Proboda regarda Antreen, son beau visage encadré de cheveux gris encore déformé en masque de Méduse, mais où la terreur commençait à s’estomper et les larmes à se tarir.

— Nous ne pouvons rien pour elle ? Sparta secoua la tête.

— Pas pour l’instant. Plus tard, peut-être. S’ils y sont disposés, ce dont je doute.

— Ils ?

Elle écarta sa question d’un geste de la main.

— Pas maintenant, Viktor.

Proboda décida d’attendre. L’inspecteur Troy disait beaucoup de choses qui le dépassaient, lorsqu’il les entendait pour la première fois. Il se redressa et hurla en direction du plafond :

— Où est cette foutue civière ? Grouillez-vous, bon sang !

Il enjamba Antreen et vint vers Sparta, pour lui tendre la main. Elle la prit et il la releva.
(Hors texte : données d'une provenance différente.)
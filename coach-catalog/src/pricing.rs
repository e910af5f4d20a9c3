use coach_core::{EngineError, EngineResult};

/// Fare for a booking: the route's per-seat price times the seat count.
///
/// Amounts are integer minor units, so the product is exact; overflow is
/// reported instead of wrapping.
pub fn fare_total(price_per_seat: i64, seat_count: usize) -> EngineResult<i64> {
    if price_per_seat < 0 {
        return Err(EngineError::Validation("Route price cannot be negative".to_string()));
    }
    i64::try_from(seat_count)
        .ok()
        .and_then(|count| price_per_seat.checked_mul(count))
        .ok_or_else(|| EngineError::Validation("Booking amount is too large".to_string()))
}
use chrono::{DateTime, Datelike, Duration, NaiveDate, NaiveDateTime, NaiveTime, TimeZone, Utc, Weekday};

/// The closed interval `[00:00:00.000, 23:59:59.999]` of one calendar date.
///
/// Bookings are scoped to a whole day: two bookings conflict only when they
/// fall inside the same window for the same bus and route.
#[derive(Debug, Clone, Copy, PartialEq, Eq, Hash)]
pub struct DayWindow {
    date: NaiveDate,
}

impl DayWindow {
    pub fn for_date(date: NaiveDate) -> Self {
        Self { date }
    }

    pub fn date(&self) -> NaiveDate {
        self.date
    }

    pub fn start(&self) -> NaiveDateTime {
        self.date.and_time(NaiveTime::MIN)
    }

    pub fn end(&self) -> NaiveDateTime {
        self.start() + Duration::days(1) - Duration::milliseconds(1)
    }

    pub fn contains(&self, at: NaiveDateTime) -> bool {
        at >= self.start() && at <= self.end()
    }

    /// The first instant of the day, read as UTC.
    pub fn opens_at(&self) -> DateTime<Utc> {
        Utc.from_utc_datetime(&self.start())
    }
}

pub fn weekday_name(date: NaiveDate) -> &'static str {
    match date.weekday() {
        Weekday::Mon => "Monday",
        Weekday::Tue => "Tuesday",
        Weekday::Wed => "Wednesday",
        Weekday::Thu => "Thursday",
        Weekday::Fri => "Friday",
        Weekday::Sat => "Saturday",
        Weekday::Sun => "Sunday",
    }
}

pub fn is_weekday_name(name: &str) -> bool {
    matches!(
        name,
        "Monday" | "Tuesday" | "Wednesday" | "Thursday" | "Friday" | "Saturday" | "Sunday"
    )
}

/// Parses a 24-hour `H:MM` / `HH:MM` clock time (00:00 to 23:59).
pub fn parse_clock_time(value: &str) -> Option<NaiveTime> {
    let (hours, minutes) = value.split_once(':')?;
    if hours.len() > 2 || minutes.len() != 2 {
        return None;
    }
    NaiveTime::parse_from_str(value, "%H:%M").ok()
}

/// The journey date at the scheduled departure time, read as UTC.
pub fn journey_instant(date: NaiveDate, departure: NaiveTime) -> DateTime<Utc> {
    Utc.from_utc_datetime(&date.and_time(departure))
}
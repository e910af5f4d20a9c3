use serde::{Deserialize, Serialize, Serializer};
use std::fmt;

/// Wraps passenger-identifying values (names, contact details) so that they
/// never reach a log line through `{:?}` or `{}`.
///
/// Serialization is transparent: API responses still carry the real value.
#[derive(Clone, PartialEq, Eq, Deserialize)]
#[serde(transparent)]
pub struct Masked<T>(pub T);

impl<T> Masked<T> {
    pub fn new(value: T) -> Self {
        Self(value)
    }

}

impl<T> From<T> for Masked<T> {
    fn from(value: T) -> Self {
        Self(value)
    }
}

impl<T> fmt::Debug for Masked<T> {
    fn fmt(&self, f: &mut fmt::Formatter<'_>) -> fmt::Result {
        f.write_str("********")
    }
}

impl<T> fmt::Display for Masked<T> {
    fn fmt(&self, f: &mut fmt::Formatter<'_>) -> fmt::Result {
        f.write_str("********")
    }
}

impl<T: Serialize> Serialize for Masked<T> {
    fn serialize<S>(&self, serializer: S) -> Result<S::Ok, S::Error>
    where
        S: Serializer,
    {
        self.0.serialize(serializer)
    }
}
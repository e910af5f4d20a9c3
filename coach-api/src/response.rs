use axum::{http::StatusCode, response::IntoResponse, Json};
use serde::Serialize;

/// `{success, message?, count?, data?}` body shared by every endpoint.
#[derive(Debug, Serialize)]
pub struct Envelope<T> {
    pub success: bool,
    #[serde(skip_serializing_if = "Option::is_none")]
    pub message: Option<String>,
    #[serde(skip_serializing_if = "Option::is_none")]
    pub count: Option<usize>,
    #[serde(skip_serializing_if = "Option::is_none")]
    pub data: Option<T>,
}

impl<T: Serialize> Envelope<T> {
    pub fn data(data: T) -> Self {
        Self {
            success: true,
            message: None,
            count: None,
            data: Some(data),
        }
    }

    pub fn with_message(mut self, message: impl Into<String>) -> Self {
        self.message = Some(message.into());
        self
    }
}

impl<T: Serialize> Envelope<Vec<T>> {
    pub fn list(items: Vec<T>) -> Self {
        Self {
            success: true,
            message: None,
            count: Some(items.len()),
            data: Some(items),
        }
    }
}

impl Envelope<()> {
    pub fn message(message: impl Into<String>) -> Self {
        Self {
            success: true,
            message: Some(message.into()),
            count: None,
            data: None,
        }
    }

    pub fn failure(message: impl Into<String>) -> Self {
        Self {
            success: false,
            message: Some(message.into()),
            count: None,
            data: None,
        }
    }
}

pub fn ok<T: Serialize>(body: Envelope<T>) -> impl IntoResponse {
    (StatusCode::OK, Json(body))
}

pub fn created<T: Serialize>(body: Envelope<T>) -> impl IntoResponse {
    (StatusCode::CREATED, Json(body))
}
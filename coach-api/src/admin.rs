use axum::{
    extract::{rejection::JsonRejection, rejection::QueryRejection, Path, Query, State},
    middleware,
    response::IntoResponse,
    routing::{get, post, put},
    Json, Router,
};
use coach_catalog::{BusInput, RouteInput};
use coach_order::{BookingFilter, NewSeatLayout, SeatLayoutUpdate};
use uuid::Uuid;

use crate::bookings::body;
use crate::error::AppError;
use crate::middleware::require_admin;
use crate::response::{created, ok, Envelope};
use crate::state::AppState;

pub fn routes(state: AppState) -> Router<AppState> {
    Router::new()
        .route("/api/admin/buses", get(list_buses).post(add_bus))
        .route("/api/admin/buses/{id}", put(update_bus).delete(delete_bus))
        .route("/api/admin/routes", get(list_routes).post(add_route))
        .route("/api/admin/routes/{id}", put(update_route).delete(delete_route))
        .route("/api/admin/seat-layouts", post(create_layout))
        .route("/api/admin/seat-layouts/{bus_id}", put(update_layout))
        .route("/api/admin/bookings", get(list_bookings))
        .route("/api/admin/stats", get(stats))
        .route_layer(middleware::from_fn_with_state(state, require_admin))
}

// ==================== BUSES ====================

async fn list_buses(State(state): State<AppState>) -> Result<impl IntoResponse, AppError> {
    let buses = state.back_office.list_buses().await?;
    Ok(ok(Envelope::list(buses)))
}

async fn add_bus(
    State(state): State<AppState>,
    payload: Result<Json<BusInput>, JsonRejection>,
) -> Result<impl IntoResponse, AppError> {
    let bus = state.back_office.add_bus(body(payload)?).await?;
    Ok(created(Envelope::data(bus).with_message("Bus added successfully")))
}

async fn update_bus(
    State(state): State<AppState>,
    Path(id): Path<Uuid>,
    payload: Result<Json<BusInput>, JsonRejection>,
) -> Result<impl IntoResponse, AppError> {
    let bus = state.back_office.update_bus(id, body(payload)?).await?;
    Ok(ok(Envelope::data(bus).with_message("Bus updated successfully")))
}

async fn delete_bus(State(state): State<AppState>, Path(id): Path<Uuid>) -> Result<impl IntoResponse, AppError> {
    state.back_office.delete_bus(id).await?;
    Ok(ok(Envelope::message("Bus deleted successfully")))
}

// ==================== ROUTES ====================

async fn list_routes(State(state): State<AppState>) -> Result<impl IntoResponse, AppError> {
    let routes = state.back_office.list_routes().await?;
    Ok(ok(Envelope::list(routes)))
}

async fn add_route(
    State(state): State<AppState>,
    payload: Result<Json<RouteInput>, JsonRejection>,
) -> Result<impl IntoResponse, AppError> {
    let route = state.back_office.add_route(body(payload)?).await?;
    Ok(created(Envelope::data(route).with_message("Route added successfully")))
}

async fn update_route(
    State(state): State<AppState>,
    Path(id): Path<Uuid>,
    payload: Result<Json<RouteInput>, JsonRejection>,
) -> Result<impl IntoResponse, AppError> {
    let route = state.back_office.update_route(id, body(payload)?).await?;
    Ok(ok(Envelope::data(route).with_message("Route updated successfully")))
}

async fn delete_route(State(state): State<AppState>, Path(id): Path<Uuid>) -> Result<impl IntoResponse, AppError> {
    state.back_office.delete_route(id).await?;
    Ok(ok(Envelope::message("Route deleted successfully")))
}

// ==================== SEAT LAYOUTS ====================

async fn create_layout(
    State(state): State<AppState>,
    payload: Result<Json<NewSeatLayout>, JsonRejection>,
) -> Result<impl IntoResponse, AppError> {
    let layout = state.back_office.create_layout(body(payload)?).await?;
    Ok(created(Envelope::data(layout).with_message("Seat layout created successfully")))
}

async fn update_layout(
    State(state): State<AppState>,
    Path(bus_id): Path<Uuid>,
    payload: Result<Json<SeatLayoutUpdate>, JsonRejection>,
) -> Result<impl IntoResponse, AppError> {
    let layout = state.back_office.update_layout(bus_id, body(payload)?).await?;
    Ok(ok(Envelope::data(layout).with_message("Seat layout updated successfully")))
}

// ==================== BOOKINGS & STATS ====================

async fn list_bookings(
    State(state): State<AppState>,
    filter: Result<Query<BookingFilter>, QueryRejection>,
) -> Result<impl IntoResponse, AppError> {
    let Query(filter) = filter.map_err(|rejection| AppError::BadRequest(rejection.body_text()))?;
    let bookings = state.back_office.list_bookings(&filter).await?;
    Ok(ok(Envelope::list(bookings)))
}

async fn stats(State(state): State<AppState>) -> Result<impl IntoResponse, AppError> {
    let stats = state.back_office.stats().await?;
    Ok(ok(Envelope::data(stats)))
}
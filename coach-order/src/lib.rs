pub mod admin;
pub mod availability;
pub mod engine;
pub mod locks;
pub mod memory;
pub mod models;
pub mod refund;
pub mod repository;
pub mod request;

#[cfg(test)]
mod fixtures;

pub use admin::{BackOffice, NewSeatLayout, SeatLayoutUpdate, Stats};
pub use availability::{Availability, BusDetails, RouteAvailability, SeatMap};
pub use engine::{BookingEngine, EngineSettings};
pub use memory::InMemoryStore;
pub use models::{Booking, BookingDetails, BookingStatus, CancellationReceipt, Gender, SeatAssignment};
pub use refund::RefundPolicy;
pub use repository::{BookingFilter, BookingStore, Stores};
pub use request::{CancelRequest, PaymentRequest, ReserveRequest};
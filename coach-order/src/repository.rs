use std::sync::Arc;

use async_trait::async_trait;
use chrono::NaiveDate;
use coach_catalog::{BusCatalog, RouteCatalog, SeatLayoutStore};
use coach_core::calendar::DayWindow;
use coach_core::StoreResult;
use serde::Deserialize;
use uuid::Uuid;

use crate::models::{Booking, BookingStatus};

/// Optional filters for the back-office booking list.
#[derive(Debug, Clone, Default, Deserialize)]
#[serde(rename_all = "camelCase")]
pub struct BookingFilter {
    pub status: Option<BookingStatus>,
    pub date: Option<NaiveDate>,
    pub bus_id: Option<Uuid>,
}

impl BookingFilter {
    pub fn matches(&self, booking: &Booking) -> bool {
        self.status.map_or(true, |s| booking.booking_status == s)
            && self.date.map_or(true, |d| booking.journey_date == d)
            && self.bus_id.map_or(true, |b| booking.bus_id == b)
    }
}

#[async_trait]
pub trait BookingStore: Send + Sync {
    /// Confirmed bookings for one bus and route whose journey falls inside
    /// the window.
    async fn confirmed_for_trip(
        &self,
        bus_id: Uuid,
        route_id: Uuid,
        window: DayWindow,
    ) -> StoreResult<Vec<Booking>>;

    /// Persists a new confirmed booking. Must fail with
    /// `StoreError::SeatsTaken` naming the overlap when any of its seats is
    /// already held by a confirmed booking on the same trip.
    async fn create(&self, booking: &Booking) -> StoreResult<()>;

    async fn booking(&self, id: Uuid) -> StoreResult<Option<Booking>>;

    /// Replaces status, payment and cancellation fields of an existing
    /// booking.
    async fn update(&self, booking: &Booking) -> StoreResult<()>;

    /// Newest first.
    async fn bookings_for_user(&self, user_id: Uuid) -> StoreResult<Vec<Booking>>;

    /// Newest first.
    async fn list_bookings(&self, filter: &BookingFilter) -> StoreResult<Vec<Booking>>;

    /// Whether any confirmed booking on or after `from` uses the bus.
    async fn has_upcoming_for_bus(&self, bus_id: Uuid, from: NaiveDate) -> StoreResult<bool>;

    async fn has_upcoming_for_route(&self, route_id: Uuid, from: NaiveDate) -> StoreResult<bool>;

    /// Confirmed bookings on or after `from` for the bus, any route.
    async fn upcoming_for_bus(&self, bus_id: Uuid, from: NaiveDate) -> StoreResult<Vec<Booking>>;
}

/// The collaborators every engine component reads from.
#[derive(Clone)]
pub struct Stores {
    pub buses: Arc<dyn BusCatalog>,
    pub routes: Arc<dyn RouteCatalog>,
    pub layouts: Arc<dyn SeatLayoutStore>,
    pub bookings: Arc<dyn BookingStore>,
}

impl Stores {
    /// All four roles served by one backend.
    pub fn shared<S>(store: Arc<S>) -> Self
    where
        S: BusCatalog + RouteCatalog + SeatLayoutStore + BookingStore + 'static,
    {
        Self {
            buses: store.clone(),
            routes: store.clone(),
            layouts: store.clone(),
            bookings: store,
        }
    }
}
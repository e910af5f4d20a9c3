use chrono::{DateTime, Duration, Utc};

/// One step of the refund schedule: cancelling at least `notice` before
/// the journey day begins returns `percentage` of the fare.
#[derive(Debug, Clone, Copy, PartialEq, Eq)]
pub struct RefundBand {
    pub notice: Duration,
    pub percentage: u8,
}

/// Tiered refund schedule. Bands are checked from the longest notice down;
/// anything shorter than the last band refunds nothing.
#[derive(Debug, Clone, PartialEq, Eq)]
pub struct RefundPolicy {
    bands: Vec<RefundBand>,
}

impl RefundPolicy {
    pub fn new(mut bands: Vec<RefundBand>) -> Self {
        bands.sort_by(|a, b| b.notice.cmp(&a.notice));
        for band in &mut bands {
            band.percentage = band.percentage.min(100);
        }
        Self { bands }
    }

    pub fn percentage(&self, notice: Duration) -> u8 {
        self.bands
            .iter()
            .find(|band| notice >= band.notice)
            .map(|band| band.percentage)
            .unwrap_or(0)
    }

    pub fn percentage_at(&self, journey_start: DateTime<Utc>, now: DateTime<Utc>) -> u8 {
        self.percentage(journey_start - now)
    }
}

impl Default for RefundPolicy {
    fn default() -> Self {
        Self::new(vec![
            RefundBand { notice: Duration::hours(24), percentage: 90 },
            RefundBand { notice: Duration::hours(12), percentage: 50 },
            RefundBand { notice: Duration::hours(6), percentage: 25 },
        ])
    }
}

/// `total * percentage / 100`, truncated. Never exceeds `total`.
pub fn refund_amount(total: i64, percentage: u8) -> i64 {
    let pct = i128::from(percentage.min(100));
    (i128::from(total) * pct / 100) as i64
}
— La plupart des employés de cette compagnie vous observaient. Ils nous ont contactés immédiatement.

— J’avais dit à Antreen qu’on ne trouvait ici aucun système de surveillance. Elle était tellement impatiente de m’éliminer qu’elle m’a crue. Elle a connu le sort qu’elle me réservait…

— Comment saviez-vous qu’on nous avertirait ?

— Je…

Elle jugea préférable de ne rien dire.

— Une simple supposition, qui s’est heureusement révélée exacte.

Les policiers s’écartèrent pour laisser passer la civière. Alors que deux brancardiers s’agenouillaient à côté d’Antreen, cette dernière déclara d’une voix posée :

— La conscience est tout.

— Mes parents sont-ils toujours en vie ? voulut savoir Sparta.

— Les secrets des adeptes ne peuvent être dévoilés aux profanes.

— Mon père et ma mère étaient-ils des initiés ? Et Laird ?

— Je ne suis pas autorisée à vous le dire.

— Je me souviens de vous, à présent.

— Êtes-vous habilitée à savoir ces choses ?

— Je me remémore votre maison, dans le Maryland. Et l’écureuil qui se laissait glisser le long d’un fil.

— Et moi, devrais-je me souvenir de vous ?

— Je me rappelle également tout ce que vous m’avez fait.

— Devrais-je me souvenir de vous ?

— Le mot Sparta a-t-il une signification particulière pour vous ?

L’incertitude plissa le front d’Antreen.

— Est-ce… un nom ?

Sparta sentit sa gorge se serrer alors que des larmes humidifiaient ses yeux.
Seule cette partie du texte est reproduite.